(Stored data)

━━━━━━━━━━━━━━━━

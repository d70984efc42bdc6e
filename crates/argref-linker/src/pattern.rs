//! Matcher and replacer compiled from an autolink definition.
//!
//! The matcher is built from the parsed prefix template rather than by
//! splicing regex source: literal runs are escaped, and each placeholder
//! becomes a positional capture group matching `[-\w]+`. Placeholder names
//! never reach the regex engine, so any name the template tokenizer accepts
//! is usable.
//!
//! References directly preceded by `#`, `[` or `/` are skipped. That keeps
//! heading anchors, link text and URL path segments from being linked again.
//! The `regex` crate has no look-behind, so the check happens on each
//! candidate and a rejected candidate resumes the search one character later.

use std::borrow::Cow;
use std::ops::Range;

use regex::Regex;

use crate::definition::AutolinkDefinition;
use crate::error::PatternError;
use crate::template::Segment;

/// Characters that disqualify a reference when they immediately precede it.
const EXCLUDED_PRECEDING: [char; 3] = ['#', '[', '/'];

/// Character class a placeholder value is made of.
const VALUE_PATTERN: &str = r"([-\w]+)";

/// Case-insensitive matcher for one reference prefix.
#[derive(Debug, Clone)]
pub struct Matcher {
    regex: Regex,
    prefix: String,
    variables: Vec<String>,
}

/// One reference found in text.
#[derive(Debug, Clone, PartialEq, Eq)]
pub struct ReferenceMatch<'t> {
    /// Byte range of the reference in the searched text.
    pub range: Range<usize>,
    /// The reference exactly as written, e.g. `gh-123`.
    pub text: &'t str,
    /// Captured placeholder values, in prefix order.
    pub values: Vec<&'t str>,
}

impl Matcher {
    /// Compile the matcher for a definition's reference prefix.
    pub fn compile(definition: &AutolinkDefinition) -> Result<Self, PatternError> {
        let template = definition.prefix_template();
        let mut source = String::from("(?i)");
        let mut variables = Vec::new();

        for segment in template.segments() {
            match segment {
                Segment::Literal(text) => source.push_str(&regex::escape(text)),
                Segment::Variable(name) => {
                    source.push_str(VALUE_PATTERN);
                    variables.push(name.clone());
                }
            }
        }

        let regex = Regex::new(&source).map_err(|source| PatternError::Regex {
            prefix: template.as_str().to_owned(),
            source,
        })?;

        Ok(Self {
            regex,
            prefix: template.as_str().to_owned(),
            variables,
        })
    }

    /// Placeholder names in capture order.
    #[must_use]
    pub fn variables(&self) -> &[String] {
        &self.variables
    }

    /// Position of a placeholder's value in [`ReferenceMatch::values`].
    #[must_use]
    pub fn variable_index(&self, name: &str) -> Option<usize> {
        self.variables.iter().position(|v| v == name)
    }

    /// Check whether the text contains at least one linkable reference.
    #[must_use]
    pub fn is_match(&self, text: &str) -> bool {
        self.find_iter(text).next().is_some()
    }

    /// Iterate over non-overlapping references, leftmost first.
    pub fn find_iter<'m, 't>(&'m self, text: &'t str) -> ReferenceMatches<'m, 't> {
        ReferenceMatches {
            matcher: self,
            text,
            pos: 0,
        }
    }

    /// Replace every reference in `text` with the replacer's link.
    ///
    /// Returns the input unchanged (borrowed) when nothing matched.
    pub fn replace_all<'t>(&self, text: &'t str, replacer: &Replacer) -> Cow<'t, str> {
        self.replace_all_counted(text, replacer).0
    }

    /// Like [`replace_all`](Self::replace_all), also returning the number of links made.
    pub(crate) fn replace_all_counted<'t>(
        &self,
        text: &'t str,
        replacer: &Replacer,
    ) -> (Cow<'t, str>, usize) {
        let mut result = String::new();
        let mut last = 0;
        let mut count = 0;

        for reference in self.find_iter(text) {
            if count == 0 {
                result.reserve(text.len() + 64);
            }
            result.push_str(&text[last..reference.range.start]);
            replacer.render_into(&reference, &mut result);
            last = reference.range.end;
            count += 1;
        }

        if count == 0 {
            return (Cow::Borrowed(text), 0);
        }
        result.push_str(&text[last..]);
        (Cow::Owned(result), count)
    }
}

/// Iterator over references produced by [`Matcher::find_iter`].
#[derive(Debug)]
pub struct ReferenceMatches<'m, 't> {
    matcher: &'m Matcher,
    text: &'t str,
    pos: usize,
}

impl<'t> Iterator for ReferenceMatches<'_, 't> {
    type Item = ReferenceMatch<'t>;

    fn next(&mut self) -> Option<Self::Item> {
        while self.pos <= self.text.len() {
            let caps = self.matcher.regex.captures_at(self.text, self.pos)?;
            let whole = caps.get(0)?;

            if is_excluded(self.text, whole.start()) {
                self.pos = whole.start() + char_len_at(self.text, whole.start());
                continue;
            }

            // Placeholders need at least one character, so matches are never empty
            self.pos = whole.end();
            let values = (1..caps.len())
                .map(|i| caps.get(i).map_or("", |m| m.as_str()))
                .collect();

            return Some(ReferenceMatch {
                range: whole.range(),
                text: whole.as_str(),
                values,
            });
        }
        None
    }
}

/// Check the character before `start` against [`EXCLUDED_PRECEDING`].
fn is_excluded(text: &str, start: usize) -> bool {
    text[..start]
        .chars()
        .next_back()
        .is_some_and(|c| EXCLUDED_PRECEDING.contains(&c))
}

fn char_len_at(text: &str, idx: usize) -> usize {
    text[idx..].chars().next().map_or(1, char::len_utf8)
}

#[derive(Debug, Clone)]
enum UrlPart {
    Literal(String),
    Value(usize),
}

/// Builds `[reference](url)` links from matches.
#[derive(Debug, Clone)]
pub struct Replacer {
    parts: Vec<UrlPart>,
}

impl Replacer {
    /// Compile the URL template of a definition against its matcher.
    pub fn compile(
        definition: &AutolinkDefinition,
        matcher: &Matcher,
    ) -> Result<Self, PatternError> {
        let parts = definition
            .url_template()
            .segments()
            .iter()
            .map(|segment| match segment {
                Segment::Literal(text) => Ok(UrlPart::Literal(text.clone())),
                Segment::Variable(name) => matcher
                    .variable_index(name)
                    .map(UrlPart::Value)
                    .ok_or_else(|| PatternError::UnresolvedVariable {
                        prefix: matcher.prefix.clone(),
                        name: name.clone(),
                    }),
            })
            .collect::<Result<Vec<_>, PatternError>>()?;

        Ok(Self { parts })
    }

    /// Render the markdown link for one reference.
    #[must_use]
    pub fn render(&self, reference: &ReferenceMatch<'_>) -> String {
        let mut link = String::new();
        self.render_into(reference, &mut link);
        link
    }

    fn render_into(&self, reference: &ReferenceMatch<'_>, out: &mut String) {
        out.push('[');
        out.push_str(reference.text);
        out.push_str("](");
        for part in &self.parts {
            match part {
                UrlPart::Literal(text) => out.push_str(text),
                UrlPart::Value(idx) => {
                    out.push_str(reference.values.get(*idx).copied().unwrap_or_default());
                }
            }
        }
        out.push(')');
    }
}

━━━━━━━━━━━━━━━━

Whatever the entries above contain, reproduce all of them exactly.

* RESULT
repository d70984efc42bdc6e
filename crates/argref-linker/src/pattern.rs
//! Matcher and replacer compiled from an autolink definition.
//!
//! The matcher is built from the parsed prefix template rather than by
//! splicing regex source: literal runs are escaped, and each placeholder
//! becomes a positional capture group matching `[-\w]+`. Placeholder names
//! never reach the regex engine, so any name the template tokenizer accepts
//! is usable.
//!
//! References directly preceded by `#`, `[` or `/` are skipped. That keeps
//! heading anchors, link text and URL path segments from being linked again.
//! The `regex` crate has no look-behind, so the check happens on each
//! candidate and a rejected candidate resumes the search one character later.

use std::borrow::Cow;
use std::ops::Range;

use regex::Regex;

use crate::definition::AutolinkDefinition;
use crate::error::PatternError;
use crate::template::Segment;

/// Characters that disqualify a reference when they immediately precede it.
const EXCLUDED_PRECEDING: [char; 3] = ['#', '[', '/'];

/// Character class a placeholder value is made of.
const VALUE_PATTERN: &str = r"([-\w]+)";

/// Case-insensitive matcher for one reference prefix.
#[derive(Debug, Clone)]
pub struct Matcher {
    regex: Regex,
    prefix: String,
    variables: Vec<String>,
}

/// One reference found in text.
#[derive(Debug, Clone, PartialEq, Eq)]
pub struct ReferenceMatch<'t> {
    /// Byte range of the reference in the searched text.
    pub range: Range<usize>,
    /// The reference exactly as written, e.g. `gh-123`.
    pub text: &'t str,
    /// Captured placeholder values, in prefix order.
    pub values: Vec<&'t str>,
}

impl Matcher {
    /// Compile the matcher for a definition's reference prefix.
    pub fn compile(definition: &AutolinkDefinition) -> Result<Self, PatternError> {
        let template = definition.prefix_template();
        let mut source = String::from("(?i)");
        let mut variables = Vec::new();

        for segment in template.segments() {
            match segment {
                Segment::Literal(text) => source.push_str(&regex::escape(text)),
                Segment::Variable(name) => {
                    source.push_str(VALUE_PATTERN);
                    variables.push(name.clone());
                }
            }
        }

        let regex = Regex::new(&source).map_err(|source| PatternError::Regex {
            prefix: template.as_str().to_owned(),
            source,
        })?;

        Ok(Self {
            regex,
            prefix: template.as_str().to_owned(),
            variables,
        })
    }

    /// Placeholder names in capture order.
    #[must_use]
    pub fn variables(&self) -> &[String] {
        &self.variables
    }

    /// Position of a placeholder's value in [`ReferenceMatch::values`].
    #[must_use]
    pub fn variable_index(&self, name: &str) -> Option<usize> {
        self.variables.iter().position(|v| v == name)
    }

    /// Check whether the text contains at least one linkable reference.
    #[must_use]
    pub fn is_match(&self, text: &str) -> bool {
        self.find_iter(text).next().is_some()
    }

    /// Iterate over non-overlapping references, leftmost first.
    pub fn find_iter<'m, 't>(&'m self, text: &'t str) -> ReferenceMatches<'m, 't> {
        ReferenceMatches {
            matcher: self,
            text,
            pos: 0,
        }
    }

    /// Replace every reference in `text` with the replacer's link.
    ///
    /// Returns the input unchanged (borrowed) when nothing matched.
    pub fn replace_all<'t>(&self, text: &'t str, replacer: &Replacer) -> Cow<'t, str> {
        self.replace_all_counted(text, replacer).0
    }

    /// Like [`replace_all`](Self::replace_all), also returning the number of links made.
    pub(crate) fn replace_all_counted<'t>(
        &self,
        text: &'t str,
        replacer: &Replacer,
    ) -> (Cow<'t, str>, usize) {
        let mut result = String::new();
        let mut last = 0;
        let mut count = 0;

        for reference in self.find_iter(text) {
            if count == 0 {
                result.reserve(text.len() + 64);
            }
            result.push_str(&text[last..reference.range.start]);
            replacer.render_into(&reference, &mut result);
            last = reference.range.end;
            count += 1;
        }

        if count == 0 {
            return (Cow::Borrowed(text), 0);
        }
        result.push_str(&text[last..]);
        (Cow::Owned(result), count)
    }
}

/// Iterator over references produced by [`Matcher::find_iter`].
#[derive(Debug)]
pub struct ReferenceMatches<'m, 't> {
    matcher: &'m Matcher,
    text: &'t str,
    pos: usize,
}

impl<'t> Iterator for ReferenceMatches<'_, 't> {
    type Item = ReferenceMatch<'t>;

    fn next(&mut self) -> Option<Self::Item> {
        while self.pos <= self.text.len() {
            let caps = self.matcher.regex.captures_at(self.text, self.pos)?;
            let whole = caps.get(0)?;

            if is_excluded(self.text, whole.start()) {
                self.pos = whole.start() + char_len_at(self.text, whole.start());
                continue;
            }

            // Placeholders need at least one character, so matches are never empty
            self.pos = whole.end();
            let values = (1..caps.len())
                .map(|i| caps.get(i).map_or("", |m| m.as_str()))
                .collect();

            return Some(ReferenceMatch {
                range: whole.range(),
                text: whole.as_str(),
                values,
            });
        }
        None
    }
}

/// Check the character before `start` against [`EXCLUDED_PRECEDING`].
fn is_excluded(text: &str, start: usize) -> bool {
    text[..start]
        .chars()
        .next_back()
        .is_some_and(|c| EXCLUDED_PRECEDING.contains(&c))
}

fn char_len_at(text: &str, idx: usize) -> usize {
    text[idx..].chars().next().map_or(1, char::len_utf8)
}

#[derive(Debug, Clone)]
enum UrlPart {
    Literal(String),
    Value(usize),
}

/// Builds `[reference](url)` links from matches.
#[derive(Debug, Clone)]
pub struct Replacer {
    parts: Vec<UrlPart>,
}

impl Replacer {
    /// Compile the URL template of a definition against its matcher.
    pub fn compile(
        definition: &AutolinkDefinition,
        matcher: &Matcher,
    ) -> Result<Self, PatternError> {
        let parts = definition
            .url_template()
            .segments()
            .iter()
            .map(|segment| match segment {
                Segment::Literal(text) => Ok(UrlPart::Literal(text.clone())),
                Segment::Variable(name) => matcher
                    .variable_index(name)
                    .map(UrlPart::Value)
                    .ok_or_else(|| PatternError::UnresolvedVariable {
                        prefix: matcher.prefix.clone(),
                        name: name.clone(),
                    }),
            })
            .collect::<Result<Vec<_>, PatternError>>()?;

        Ok(Self { parts })
    }

    /// Render the markdown link for one reference.
    #[must_use]
    pub fn render(&self, reference: &ReferenceMatch<'_>) -> String {
        let mut link = String::new();
        self.render_into(reference, &mut link);
        link
    }

    fn render_into(&self, reference: &ReferenceMatch<'_>, out: &mut String) {
        out.push('[');
        out.push_str(reference.text);
        out.push_str("](");
        for part in &self.parts {
            match part {
                UrlPart::Literal(text) => out.push_str(text),
                UrlPart::Value(idx) => {
                    out.push_str(reference.values.get(*idx).copied().unwrap_or_default());
                }
            }
        }
        out.push(')');
    }
}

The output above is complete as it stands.